Funding The SITS-ISTR is funded by an unrestricted grant from Boehringer Ingelheim and Ferrer, and by grants from the EU Public Health Executive Authority, Stockholm County Council and the Karolinska Institute.
Competing interests NA is a senior researcher in SITS International, which receives an unrestricted grant from Boehringer Ingelheim and Ferrer for the SITS-MOST/SITS-ISTR. NW has received expenses from Boehringer Ingelheim for his role as member of the Steering Committee in relation to the ECASS III trial with alteplase and served as a consultant to Thrombogenics as chairman of the DSMB. SITS International (chaired by NW) received a grant from Boehringer Ingelheim and Ferrer for the SITS-MOST/SITS-ISTR. NW has also received lecture fees from Boehringer Ingelheim and Ferrer. This study is a part of the Fighting Stroke Project supported by the Swedish Heart and Lung Foundation and Karolinska Institutet; the project is supported by funding from Friends of Karolinska Institutet, USA, and Johanniterorden. The views expressed are those of the authors.

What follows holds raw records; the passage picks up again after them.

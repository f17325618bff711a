//! Explain-mode input detection
//!
//! The explain backend accepts a deployed contract address, a `.sol` path,
//! or raw source. The client cannot assume the backend shares its
//! filesystem, so local `.sol` files are read here and sent as source.

use std::path::{Path, PathBuf};

/// What an explain input refers to
#[derive(Debug, Clone, PartialEq, Eq)]
pub enum InputKind {
    /// `0x` followed by 40 hex digits
    Address,
    /// Existing local file ending in `.sol`
    SolidityFile(PathBuf),
    /// Anything else, sent verbatim
    RawSource,
}

impl InputKind {
    /// Classify trimmed `input`
    pub fn classify(input: &str) -> Self {
        let trimmed = input.trim();
        if is_address(trimmed) {
            return InputKind::Address;
        }
        if trimmed.ends_with(".sol") && !trimmed.contains('\n') {
            let path = Path::new(trimmed);
            if path.is_file() {
                return InputKind::SolidityFile(path.to_path_buf());
            }
        }
        InputKind::RawSource
    }

    pub fn label(&self) -> &'static str {
        match self {
            InputKind::Address => "address",
            InputKind::SolidityFile(_) => "solidity file",
            InputKind::RawSource => "raw source",
        }
    }
}

fn is_address(text: &str) -> bool {
    text.len() == 42
        && text.starts_with("0x")
        && text[2..].chars().all(|c| c.is_ascii_hexdigit())
}

/// Text to send for an explain input
///
/// Local `.sol` files are replaced by their contents; everything else is
/// returned unchanged.
pub fn resolve_explain_input(input: &str) -> std::io::Result<String> {
    let kind = InputKind::classify(input);
    tracing::debug!(kind = kind.label(), "classified explain input");
    match kind {
        InputKind::SolidityFile(path) => std::fs::read_to_string(path),
        InputKind::Address | InputKind::RawSource => Ok(input.to_string()),
    }
}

Ethics approval Ethics approval was obtained in countries that required this; other countries approved the register for conduct as an anonymised audit. The SITS Monitoring Study data (SITS-MOST) are embedded within the SITS-ISTR. The SITS-MOST, and subsequently the SITS-ISTR, was approved by the Ethics Committee of Karolinska Institutet, Stockholm.
Provenance and peer review Not commissioned; externally peer reviewed.
Data sharing statement No additional data are available.